Originally Posted by stoky
Anaconda, or so I'm told.
It's not really as simple as strong enough, or not. Think more about how fast your going to wear it out. End shake, (cylinder play longitudinally) will be one of the first symptoms in a Model 29 fed a steady diet of full tilt .44 Mag loads.
S&W makes X frames for folks desirous of wrist abuse.

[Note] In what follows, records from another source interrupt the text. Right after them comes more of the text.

use crate::utils::sorted_copy;

/// 1-D Wasserstein (earth mover's) distance between two samples with uniform weights.
///
/// Both samples must be non-empty and finite.
pub fn wasserstein_distance(u: &[f64], v: &[f64]) -> f64 {
    let u = sorted_copy(u);
    let v = sorted_copy(v);
    wasserstein_distance_sorted(&u, &v)
}

/// Same as [`wasserstein_distance`] for samples already sorted in ascending order.
///
/// Sweeps the merged support once. Between two consecutive support points the
/// ECDFs are constant, so each gap contributes `|F_u - F_v| * width`.
pub fn wasserstein_distance_sorted(u: &[f64], v: &[f64]) -> f64 {
    let (n, m) = (u.len(), v.len());
    let (nf, mf) = (n as f64, m as f64);
    let (mut i, mut j) = (0, 0);
    let mut prev: Option<f64> = None;
    let mut total = 0.0;

    while i < n || j < m {
        let x = match (u.get(i), v.get(j)) {
            (Some(&a), Some(&b)) => a.min(b),
            (Some(&a), None) => a,
            (None, Some(&b)) => b,
            (None, None) => break,
        };
        if let Some(p) = prev {
            let gap = (i as f64 / nf - j as f64 / mf).abs();
            total += gap * (x - p);
        }
        while i < n && u[i] <= x {
            i += 1;
        }
        while j < m && v[j] <= x {
            j += 1;
        }
        prev = Some(x);
    }

    total
}
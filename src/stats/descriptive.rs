use crate::constants::ZERO_GUARD_SHIFT;

/// Running mean and sum of squared deviations (Welford).
fn running_moments(values: &[f64]) -> (f64, f64) {
    let mut m = 0.0;
    let mut m2 = 0.0;
    for (k, &x) in values.iter().enumerate() {
        let delta = x - m;
        m += delta / (k + 1) as f64;
        m2 += delta * (x - m);
    }
    (m, m2)
}

/// Arithmetic mean. Returns NaN for an empty slice; callers validate first.
pub fn mean(values: &[f64]) -> f64 {
    if values.is_empty() {
        return f64::NAN;
    }
    running_moments(values).0
}

/// Population standard deviation (divisor N, not N - 1).
pub fn population_std(values: &[f64]) -> f64 {
    if values.is_empty() {
        return f64::NAN;
    }
    (running_moments(values).1 / values.len() as f64).sqrt()
}

/// Sample standard deviation (divisor N - 1), zero for fewer than two values.
pub fn sample_std(values: &[f64]) -> f64 {
    if values.len() < 2 {
        return 0.0;
    }
    (running_moments(values).1 / (values.len() - 1) as f64).sqrt()
}

/// Percent change of `shift` relative to `base`.
///
/// When `base` is exactly zero the ratio is undefined and [`ZERO_GUARD_SHIFT`] is
/// returned instead, which hides any real shift away from a zero reference.
#[inline]
pub fn relative_shift_pct(shift: f64, base: f64) -> f64 {
    if base == 0.0 {
        ZERO_GUARD_SHIFT
    } else {
        shift / base * 100.0
    }
}

/// How many reference standard deviations the mean moved, zero when `ref_std` is zero.
#[inline]
pub fn z_score_shift(ref_mean: f64, curr_mean: f64, ref_std: f64) -> f64 {
    if ref_std == 0.0 {
        ZERO_GUARD_SHIFT
    } else {
        (curr_mean - ref_mean) / ref_std
    }
}
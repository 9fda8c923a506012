//! Window split
//!
//! Partition a time-stamped table into a reference window and a current window.
use crate::config::SplitStrategy;
use crate::data::TripTable;
use chrono::{NaiveDate, NaiveDateTime};

/// Reference and current windows of one table.
#[derive(Debug, Clone)]
pub struct Windows {
    pub reference: TripTable,
    pub current: TripTable,
    /// Where the windows meet: midnight of the split date, or the first
    /// timestamp of the current window for an even split.
    pub boundary: Option<NaiveDateTime>,
}

/// Split on a date: rows strictly before midnight of `split_date` form the reference.
pub fn split_by_date(table: &TripTable, split_date: NaiveDate) -> Windows {
    let boundary = split_date.and_time(chrono::NaiveTime::MIN);
    let reference = table.filter_rows(|i| table.timestamps[i] < boundary);
    let current = table.filter_rows(|i| table.timestamps[i] >= boundary);
    Windows {
        reference,
        current,
        boundary: Some(boundary),
    }
}

/// Split the time-ordered rows into two halves; the current window gets the extra row.
pub fn split_half(table: &TripTable) -> Windows {
    let sorted = table.sort_by_time();
    let mid = sorted.len() / 2;
    let boundary = sorted.timestamps.get(mid).copied();
    let reference = sorted.select(&(0..mid).collect::<Vec<_>>());
    let current = sorted.select(&(mid..sorted.len()).collect::<Vec<_>>());
    Windows {
        reference,
        current,
        boundary,
    }
}

/// Split with the configured strategy.
pub fn split(table: &TripTable, strategy: &SplitStrategy) -> Windows {
    match strategy {
        SplitStrategy::Date(date) => split_by_date(table, *date),
        SplitStrategy::Half => split_half(table),
    }
}
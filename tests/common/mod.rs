#![allow(dead_code)]

use std::{path::PathBuf, sync::Arc};

use chrono::{Duration, Utc};
use lerhuset::{
    config::Settings,
    domain::{
        CourseInstance, CreateCourseInstanceRequest, CreateCourseTemplateRequest,
        CreateProductRequest, CustomerDetails, Product,
    },
    email::RecordingMailer,
    jobs::JobRunner,
    payments::{FakeSwish, PaymentProvider},
    service::ServiceContext,
};
use sqlx::sqlite::SqlitePoolOptions;
use uuid::Uuid;

pub const CRON_SECRET: &str = "test-cron-secret";
pub const ADMIN_BCC: &str = "studio@lerhuset.test";

pub struct TestApp {
    pub ctx: Arc<ServiceContext>,
    pub swish: Arc<FakeSwish>,
    pub mailer: Arc<RecordingMailer>,
    pub documents_dir: PathBuf,
}

impl Drop for TestApp {
    fn drop(&mut self) {
        let _ = std::fs::remove_dir_all(&self.documents_dir);
    }
}

pub async fn setup() -> anyhow::Result<TestApp> {
    build(true).await
}

pub async fn setup_without_swish() -> anyhow::Result<TestApp> {
    build(false).await
}

async fn build(with_swish: bool) -> anyhow::Result<TestApp> {
    // One connection that never recycles: every new `:memory:` connection
    // would otherwise open an empty database.
    let pool = SqlitePoolOptions::new()
        .max_connections(1)
        .idle_timeout(None)
        .max_lifetime(None)
        .connect("sqlite::memory:")
        .await?;
    sqlx::migrate!("./migrations").run(&pool).await?;

    let documents_dir = std::env::temp_dir().join(format!("lerhuset-test-{}", Uuid::new_v4()));

    let mut settings = Settings::default();
    settings.storage.documents_dir = documents_dir.to_string_lossy().into_owned();
    settings.jobs.cron_secret = CRON_SECRET.to_string();
    settings.jobs.max_attempts = 3;
    settings.email.admin_address = Some(ADMIN_BCC.to_string());

    let swish = Arc::new(FakeSwish::new());
    let mailer = Arc::new(RecordingMailer::new());
    let provider: Option<Arc<dyn PaymentProvider>> = with_swish.then(|| swish.clone() as Arc<dyn PaymentProvider>);

    let ctx = Arc::new(ServiceContext::new(pool, settings, provider, mailer.clone()));

    Ok(TestApp {
        ctx,
        swish,
        mailer,
        documents_dir,
    })
}

pub fn customer() -> CustomerDetails {
    CustomerDetails {
        name: "Maja Lind".to_string(),
        email: "maja@example.se".to_string(),
        phone: Some("070-123 45 67".to_string()),
    }
}

/// A scheduled course a week from now.
pub async fn create_course(ctx: &ServiceContext, price_ore: i64, max_participants: i32) -> anyhow::Result<CourseInstance> {
    let template = ctx
        .course_repo
        .create_template(CreateCourseTemplateRequest {
            title: format!("Drejning {}", &Uuid::new_v4().simple().to_string()[..6]),
            slug: None,
            description: "Nybörjarkurs".to_string(),
            price_ore,
            duration_minutes: 180,
            default_max_participants: max_participants,
            image_url: None,
        })
        .await?;

    let instance = ctx
        .course_repo
        .create_instance(CreateCourseInstanceRequest {
            template_id: template.id,
            starts_at: Utc::now() + Duration::days(7),
            ends_at: None,
            max_participants: None,
            notes: None,
        })
        .await?;
    Ok(instance)
}

pub async fn create_product(ctx: &ServiceContext, price_ore: i64, stock: i32) -> anyhow::Result<Product> {
    let product = ctx
        .product_repo
        .create(CreateProductRequest {
            name: format!("Mugg {}", &Uuid::new_v4().simple().to_string()[..6]),
            slug: None,
            description: "Stengods".to_string(),
            price_ore,
            stock,
            image_url: None,
            published: true,
        })
        .await?;
    Ok(product)
}

pub async fn run_jobs(ctx: &Arc<ServiceContext>) -> anyhow::Result<lerhuset::domain::BatchReport> {
    Ok(JobRunner::new(ctx.clone()).process_batch(50).await?)
}
use std::sync::Arc;
use crate::{config::Settings, service::ServiceContext};

#[derive(Clone)]
pub struct AppState {
    pub service_context: Arc<ServiceContext>,
}

impl AppState {
    pub fn new(service_context: Arc<ServiceContext>) -> Self {
        Self { service_context }
    }

    pub fn settings(&self) -> &Settings {
        &self.service_context.app_config
    }
}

I think the first time the initials SAMMI were really used was in Shooting Times magazine way back when Milek and Skelton were still alive. That would have been in the early 1970's. The organization might have existed but nobody gave a crap about what they thought back then. They'd blown a gasket if they checked out the reloading data that Elmer Kieth gave out alone! Let alone Lee Jurras! Looking at the 1980 Hornaday manual, I can't find anything it involving SAMMI. Samething with the Hogdon manual published in 1992. Let alone the one Hornaday put in the early 1970's. The idea might have been there in 1926, but nobody ever paid any attention to it till the 1970's, and that's about the time they started handing out specs. But no matter what the N frame is nothing but a big K frame, and that's a 1930's design
I've never really looked over an X frame S&W much. Is it a double lockup like the Dan Wesson? A Dan Wesson will take 36,000 psi for awhile, but even then it's hard on them. And there's no way that any of these double action revolvers will handle loads designed for a T/C and live long.